What is being asked —
Your answer should be an exact copy of every record.
Material for the task section start
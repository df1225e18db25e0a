#![cfg(feature = "test_redis")]

use resque_graceful_shutdown::GracefulShutdown;
use resque_store::{RedisPool, Store};

fn test_pool() -> RedisPool {
    dotenv::dotenv().ok();
    let url = std::env::var("REDIS_URL").unwrap_or_else(|_| "redis://127.0.0.1/".to_string());
    RedisPool::new(Some(url)).expect("creating test redis pool")
}

#[tokio::test]
async fn list_push_and_pop() {
    let pool = test_pool();
    let shutdown = GracefulShutdown::new();
    let consumer = shutdown.consumer();
    let key = format!("resque-store-test:{}", uuid::Uuid::new_v4());

    pool.rpush(&consumer, &key, b"one").await.unwrap();
    pool.rpush(&consumer, &key, b"two").await.unwrap();

    assert_eq!(pool.lpop(&consumer, &key).await.unwrap().unwrap(), b"one");
    assert_eq!(pool.lpop(&consumer, &key).await.unwrap().unwrap(), b"two");
    assert_eq!(pool.lpop(&consumer, &key).await.unwrap(), None);
}

#[tokio::test]
async fn counters_and_sets() {
    let pool = test_pool();
    let shutdown = GracefulShutdown::new();
    let consumer = shutdown.consumer();
    let key = format!("resque-store-test:{}", uuid::Uuid::new_v4());

    assert_eq!(pool.incr(&consumer, &key).await.unwrap(), 1);
    assert_eq!(pool.incr(&consumer, &key).await.unwrap(), 2);
    assert_eq!(pool.decr(&consumer, &key).await.unwrap(), 1);

    let set_key = format!("{}:set", key);
    pool.sadd(&consumer, &set_key, "member-a").await.unwrap();
    pool.srem(&consumer, &set_key, "member-a").await.unwrap();

    pool.del(&consumer, &[key.as_str(), set_key.as_str()])
        .await
        .unwrap();
}
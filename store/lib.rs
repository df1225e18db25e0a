mod commands;
mod error;
mod pool;

pub use commands::Store;
pub use error::Error;
pub use pool::RedisPool;
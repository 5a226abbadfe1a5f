use serde::{Deserialize, Serialize};

/// Plea entered against a single offence.
#[derive(Debug, Clone, Copy, PartialEq, Eq, Serialize, Deserialize)]
#[serde(rename_all = "SCREAMING_SNAKE_CASE")]
pub enum PleaValue {
    Guilty,
    NotGuilty,
    Both,
}

impl PleaValue {
    pub const fn label(self) -> &'static str {
        match self {
            PleaValue::Guilty => "GUILTY",
            PleaValue::NotGuilty => "NOT_GUILTY",
            PleaValue::Both => "BOTH",
        }
    }
}

/// One offence as read off the scanned plea form, or as held by the SJP record.
#[derive(Debug, Clone, PartialEq, Eq, Default, Serialize, Deserialize)]
pub struct Offence {
    #[serde(default)]
    pub title: Option<String>,
    #[serde(default)]
    pub plea: Option<PleaValue>,
    /// Only ever set on the authoritative record.
    #[serde(default)]
    pub has_final_decision: bool,
}

impl Offence {
    pub fn new(title: impl Into<String>, plea: Option<PleaValue>) -> Self {
        Self {
            title: Some(title.into()),
            plea,
            has_final_decision: false,
        }
    }

    pub fn with_final_decision(mut self) -> Self {
        self.has_final_decision = true;
        self
    }
}

/// A defendant's plea across every offence in the envelope.
#[derive(Debug, Clone, PartialEq, Eq, Default, Serialize, Deserialize)]
pub struct Plea {
    #[serde(default)]
    pub offences: Vec<Offence>,
    #[serde(default)]
    pub wish_to_come_to_court: Option<bool>,
    #[serde(default)]
    pub wish_to_speak_welsh: Option<bool>,
}
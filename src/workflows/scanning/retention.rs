use chrono::{DateTime, Duration, Utc};

use super::domain::{DocumentStatus, ScanDocument};

/// Retention window applied to actioned documents before physical deletion.
#[derive(Debug, Clone, Copy, PartialEq, Eq)]
pub struct RetentionPolicy {
    retention_days: u32,
}

impl RetentionPolicy {
    pub fn new(retention_days: u32) -> Self {
        Self { retention_days }
    }

    pub fn retention_days(&self) -> u32 {
        self.retention_days
    }

    pub fn window(&self) -> Duration {
        Duration::days(i64::from(self.retention_days))
    }

    pub fn is_eligible(
        &self,
        status: DocumentStatus,
        status_updated_at: DateTime<Utc>,
        now: DateTime<Utc>,
    ) -> bool {
        status.is_actioned() && now - status_updated_at >= self.window()
    }

    /// Documents already deleted are never candidates again.
    pub fn is_document_eligible(&self, document: &ScanDocument, now: DateTime<Utc>) -> bool {
        !document.deleted && self.is_eligible(document.status, document.status_updated_at, now)
    }
}

pub fn is_eligible_for_deletion(
    status: DocumentStatus,
    status_updated_at: DateTime<Utc>,
    retention_days: u32,
    now: DateTime<Utc>,
) -> bool {
    RetentionPolicy::new(retention_days).is_eligible(status, status_updated_at, now)
}
use serde::{Deserialize, Serialize};

use crate::workflows::validation::{
    is_blank, DrivingLicenceValidator, EmailValidator, FormatValidator, PhoneValidator,
};

/// Held and proposed values for the three reconciled fields.
#[derive(Debug, Clone, Default, PartialEq, Eq)]
pub struct ReconciliationInput<'a> {
    pub existing_email: Option<&'a str>,
    pub new_email: Option<&'a str>,
    pub existing_phone: Option<&'a str>,
    pub new_phone: Option<&'a str>,
    pub existing_licence: Option<&'a str>,
    pub new_licence: Option<&'a str>,
}

/// Values to persist plus the flags surfaced to the clerk.
#[derive(Debug, Clone, PartialEq, Eq, Default, Serialize, Deserialize)]
pub struct DefendantDetailsReconciliation {
    pub email: Option<String>,
    pub phone: Option<String>,
    pub driving_licence_number: Option<String>,
    pub details_updated: bool,
    pub licence_valid: bool,
    pub licence_mismatch: bool,
}

pub fn reconcile_defendant_details(input: ReconciliationInput<'_>) -> DefendantDetailsReconciliation {
    let mut result = DefendantDetailsReconciliation::default();

    let (email, email_updated) =
        reconcile_contact(input.existing_email, input.new_email, &EmailValidator);
    let (phone, phone_updated) =
        reconcile_contact(input.existing_phone, input.new_phone, &PhoneValidator);
    result.email = email;
    result.phone = phone;
    result.details_updated = email_updated || phone_updated;

    let existing_licence = input.existing_licence.filter(|value| !is_blank(value));
    match input.new_licence.filter(|value| !is_blank(value)) {
        None => {
            result.driving_licence_number = input.existing_licence.map(str::to_string);
            result.licence_valid = true;
        }
        Some(proposed) => match existing_licence {
            Some(existing) if existing == proposed => {
                result.driving_licence_number = Some(existing.to_string());
                result.licence_valid = true;
            }
            // a confirmed licence is never overwritten by a conflicting claim
            Some(existing) => {
                result.driving_licence_number = Some(existing.to_string());
                result.licence_mismatch = true;
            }
            None if DrivingLicenceValidator.is_valid(proposed) => {
                result.driving_licence_number = Some(proposed.to_string());
                result.details_updated = true;
                result.licence_valid = true;
            }
            None => {
                result.driving_licence_number = input.existing_licence.map(str::to_string);
            }
        },
    }

    result
}

fn reconcile_contact(
    existing: Option<&str>,
    proposed: Option<&str>,
    validator: &dyn FormatValidator,
) -> (Option<String>, bool) {
    let Some(proposed) = proposed.filter(|value| !is_blank(value)) else {
        return (existing.map(str::to_string), false);
    };

    let changed = existing.map_or(true, |existing| {
        existing.to_lowercase() != proposed.to_lowercase()
    });

    if changed && validator.is_valid(proposed) {
        (Some(proposed.to_string()), true)
    } else {
        (existing.map(str::to_string), false)
    }
}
Material for the task section end
Result of this task —
repository df1225e18db25e0a
#![cfg(feature = "test_redis")]

use resque_graceful_shutdown::GracefulShutdown;
use resque_store::{RedisPool, Store};

fn test_pool() -> RedisPool {
    dotenv::dotenv().ok();
    let url = std::env::var("REDIS_URL").unwrap_or_else(|_| "redis://127.0.0.1/".to_string());
    RedisPool::new(Some(url)).expect("creating test redis pool")
}

#[tokio::test]
async fn list_push_and_pop() {
    let pool = test_pool();
    let shutdown = GracefulShutdown::new();
    let consumer = shutdown.consumer();
    let key = format!("resque-store-test:{}", uuid::Uuid::new_v4());

    pool.rpush(&consumer, &key, b"one").await.unwrap();
    pool.rpush(&consumer, &key, b"two").await.unwrap();

    assert_eq!(pool.lpop(&consumer, &key).await.unwrap().unwrap(), b"one");
    assert_eq!(pool.lpop(&consumer, &key).await.unwrap().unwrap(), b"two");
    assert_eq!(pool.lpop(&consumer, &key).await.unwrap(), None);
}

#[tokio::test]
async fn counters_and_sets() {
    let pool = test_pool();
    let shutdown = GracefulShutdown::new();
    let consumer = shutdown.consumer();
    let key = format!("resque-store-test:{}", uuid::Uuid::new_v4());

    assert_eq!(pool.incr(&consumer, &key).await.unwrap(), 1);
    assert_eq!(pool.incr(&consumer, &key).await.unwrap(), 2);
    assert_eq!(pool.decr(&consumer, &key).await.unwrap(), 1);

    let set_key = format!("{}:set", key);
    pool.sadd(&consumer, &set_key, "member-a").await.unwrap();
    pool.srem(&consumer, &set_key, "member-a").await.unwrap();

    pool.del(&consumer, &[key.as_str(), set_key.as_str()])
        .await
        .unwrap();
}
filename store/lib.rs
repository df1225e18db25e0a
mod commands;
mod error;
mod pool;

pub use commands::Store;
pub use error::Error;
pub use pool::RedisPool;
repository 5a226abbadfe1a5f
use serde::{Deserialize, Serialize};

/// Plea entered against a single offence.
#[derive(Debug, Clone, Copy, PartialEq, Eq, Serialize, Deserialize)]
#[serde(rename_all = "SCREAMING_SNAKE_CASE")]
pub enum PleaValue {
    Guilty,
    NotGuilty,
    Both,
}

impl PleaValue {
    pub const fn label(self) -> &'static str {
        match self {
            PleaValue::Guilty => "GUILTY",
            PleaValue::NotGuilty => "NOT_GUILTY",
            PleaValue::Both => "BOTH",
        }
    }
}

/// One offence as read off the scanned plea form, or as held by the SJP record.
#[derive(Debug, Clone, PartialEq, Eq, Default, Serialize, Deserialize)]
pub struct Offence {
    #[serde(default)]
    pub title: Option<String>,
    #[serde(default)]
    pub plea: Option<PleaValue>,
    /// Only ever set on the authoritative record.
    #[serde(default)]
    pub has_final_decision: bool,
}

impl Offence {
    pub fn new(title: impl Into<String>, plea: Option<PleaValue>) -> Self {
        Self {
            title: Some(title.into()),
            plea,
            has_final_decision: false,
        }
    }

    pub fn with_final_decision(mut self) -> Self {
        self.has_final_decision = true;
        self
    }
}

/// A defendant's plea across every offence in the envelope.
#[derive(Debug, Clone, PartialEq, Eq, Default, Serialize, Deserialize)]
pub struct Plea {
    #[serde(default)]
    pub offences: Vec<Offence>,
    #[serde(default)]
    pub wish_to_come_to_court: Option<bool>,
    #[serde(default)]
    pub wish_to_speak_welsh: Option<bool>,
}
filename src/workflows/scanning/retention.rs
use chrono::{DateTime, Duration, Utc};

use super::domain::{DocumentStatus, ScanDocument};

/// Retention window applied to actioned documents before physical deletion.
#[derive(Debug, Clone, Copy, PartialEq, Eq)]
pub struct RetentionPolicy {
    retention_days: u32,
}

impl RetentionPolicy {
    pub fn new(retention_days: u32) -> Self {
        Self { retention_days }
    }

    pub fn retention_days(&self) -> u32 {
        self.retention_days
    }

    pub fn window(&self) -> Duration {
        Duration::days(i64::from(self.retention_days))
    }

    pub fn is_eligible(
        &self,
        status: DocumentStatus,
        status_updated_at: DateTime<Utc>,
        now: DateTime<Utc>,
    ) -> bool {
        status.is_actioned() && now - status_updated_at >= self.window()
    }

    /// Documents already deleted are never candidates again.
    pub fn is_document_eligible(&self, document: &ScanDocument, now: DateTime<Utc>) -> bool {
        !document.deleted && self.is_eligible(document.status, document.status_updated_at, now)
    }
}

pub fn is_eligible_for_deletion(
    status: DocumentStatus,
    status_updated_at: DateTime<Utc>,
    retention_days: u32,
    now: DateTime<Utc>,
) -> bool {
    RetentionPolicy::new(retention_days).is_eligible(status, status_updated_at, now)
}
use serde::{Deserialize, Serialize};

use crate::workflows::validation::{
    is_blank, DrivingLicenceValidator, EmailValidator, FormatValidator, PhoneValidator,
};

/// Held and proposed values for the three reconciled fields.
#[derive(Debug, Clone, Default, PartialEq, Eq)]
pub struct ReconciliationInput<'a> {
    pub existing_email: Option<&'a str>,
    pub new_email: Option<&'a str>,
    pub existing_phone: Option<&'a str>,
    pub new_phone: Option<&'a str>,
    pub existing_licence: Option<&'a str>,
    pub new_licence: Option<&'a str>,
}

/// Values to persist plus the flags surfaced to the clerk.
#[derive(Debug, Clone, PartialEq, Eq, Default, Serialize, Deserialize)]
pub struct DefendantDetailsReconciliation {
    pub email: Option<String>,
    pub phone: Option<String>,
    pub driving_licence_number: Option<String>,
    pub details_updated: bool,
    pub licence_valid: bool,
    pub licence_mismatch: bool,
}

pub fn reconcile_defendant_details(input: ReconciliationInput<'_>) -> DefendantDetailsReconciliation {
    let mut result = DefendantDetailsReconciliation::default();

    let (email, email_updated) =
        reconcile_contact(input.existing_email, input.new_email, &EmailValidator);
    let (phone, phone_updated) =
        reconcile_contact(input.existing_phone, input.new_phone, &PhoneValidator);
    result.email = email;
    result.phone = phone;
    result.details_updated = email_updated || phone_updated;

    let existing_licence = input.existing_licence.filter(|value| !is_blank(value));
    match input.new_licence.filter(|value| !is_blank(value)) {
        None => {
            result.driving_licence_number = input.existing_licence.map(str::to_string);
            result.licence_valid = true;
        }
        Some(proposed) => match existing_licence {
            Some(existing) if existing == proposed => {
                result.driving_licence_number = Some(existing.to_string());
                result.licence_valid = true;
            }
            // a confirmed licence is never overwritten by a conflicting claim
            Some(existing) => {
                result.driving_licence_number = Some(existing.to_string());
                result.licence_mismatch = true;
            }
            None if DrivingLicenceValidator.is_valid(proposed) => {
                result.driving_licence_number = Some(proposed.to_string());
                result.details_updated = true;
                result.licence_valid = true;
            }
            None => {
                result.driving_licence_number = input.existing_licence.map(str::to_string);
            }
        },
    }

    result
}

fn reconcile_contact(
    existing: Option<&str>,
    proposed: Option<&str>,
    validator: &dyn FormatValidator,
) -> (Option<String>, bool) {
    let Some(proposed) = proposed.filter(|value| !is_blank(value)) else {
        return (existing.map(str::to_string), false);
    };

    let changed = existing.map_or(true, |existing| {
        existing.to_lowercase() != proposed.to_lowercase()
    });

    if changed && validator.is_valid(proposed) {
        (Some(proposed.to_string()), true)
    } else {
        (existing.map(str::to_string), false)
    }
}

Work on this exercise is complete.